In the same spirit, we have much to learn from one another in our domestic flu pandemic preparedness plans. By now everyone has formulated its own plan. In some, such plans have been exercised and rehearsed. The idea of exercises is to learn from the experience so that the plan can be further refined.
Since we are all facing the same problem, there is value in collective learning. We certainly should avoid reinventing the wheel. I therefore see value in ASEAN countries participating in one another's pandemic preparedness exercises. Participation can take various forms. We can start by inviting one another as observers to our pandemic exercises. In due course, we can raise the level of participation to cross-border pandemic exercises.
In Singapore, we had a recent pandemic exercise in May 2006. We invited several countries as observers. The observers found their participation useful as the issues facing Singapore are similar to those back in their own countries. We in turn benefited from their comments and suggestions. Their feedback has helped us to refine our plan.
We have another flu pandemic exercise coming up soon. We intend to widen the foreign participation, both qualitatively and quantitatively. In turn, Singapore will be happy to take part in other ASEAN countries' pandemic exercises, if invited. We hope to benefit from your pandemic preparedness plans.
The AIDS Pandemic
Let me turn now to another health emergency which has already been with us for a quarter of a century - HIV/AIDS.
Although HIV prevalence in ASEAN is lower than that of Africa, it remains a significant problem with us, inflicting considerable economic, social and human costs on families and communities. It is a pandemic in the true sense of the word, and one that has already hit us. This disease must remain a top priority for all national leaders and for ASEAN.

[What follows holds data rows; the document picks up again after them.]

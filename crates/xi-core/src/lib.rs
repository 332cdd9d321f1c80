//! # Xi Core Library
//!
//! Scheduling engine for recurring habits. A habit reminds the user on an
//! interval that grows as they keep succeeding and snaps back after a miss.
//! The `xi` CLI is a thin layer over this crate.
//!
//! ## Architecture
//!
//! - **Habits**: A habit plus its append-only event log; statistics are
//!   derived from the log, never stored
//! - **Policy**: Pure frequency-multiplier interval computation
//! - **Queue**: Overdue habits presented one at a time for confirmation
//! - **Reminders**: Adapter trait for whatever delivers notifications
//! - **Storage**: SQLite habit store and TOML configuration
//!
//! ## Key Components
//!
//! - [`HabitEngine`]: Composes storage, reminders and the overdue queue
//! - [`Habit`]: Habit state and scheduling transitions
//! - [`OverdueQueue`]: Single-slot confirmation queue
//! - [`Database`]: Habit and event persistence
//! - [`Config`]: Application configuration management

pub mod engine;
pub mod error;
pub mod habit;
pub mod policy;
pub mod queue;
pub mod reminder;
pub mod storage;

pub use engine::HabitEngine;
pub use error::{AdapterError, ConfigError, CoreError, StorageError, ValidationError};
pub use habit::{EventKind, Habit, HabitEvent, HabitId, HabitStats, HabitUpdate, NewHabit};
pub use policy::{Frequency, Response, SchedulingState};
pub use queue::{OverdueQueue, QueueOrder, QueueState};
pub use reminder::{
    NoopReminders, Outbox, PendingReminder, ReminderAction, ReminderAdapter, ReminderContent,
};
pub use storage::{ChangeSet, Config, Database, HabitStore, MemoryStore};
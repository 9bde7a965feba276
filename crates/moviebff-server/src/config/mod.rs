//! Application configuration module.
//!
//! Reads the TOML config file (listen address, upstream settings) and the
//! TMDB credential from the environment.

#[allow(clippy::module_inception)]
mod config;
mod paths;

#[allow(clippy::module_name_repetitions)]
pub use config::{AppConfig, ServerConfig, TOKEN_ENV, TmdbConfig, api_token_from, read_api_token};
pub use paths::resolve_config_path;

Singapore will be hosting the 14th Meeting of the ASEAN Task Force on AIDS next month, where delegates will discuss the Third ASEAN Work Programme on HIV. I wish them a productive meeting in advance.
Conclusion
In conclusion, health emergencies cause hardship and challenges to local communities and frequently overwhelm the ability of health authorities to cope by themselves. However, the way ASEAN countries respond to these tragedies brings out the best in our ASEAN partnership and spirit of unity. It gives us hope.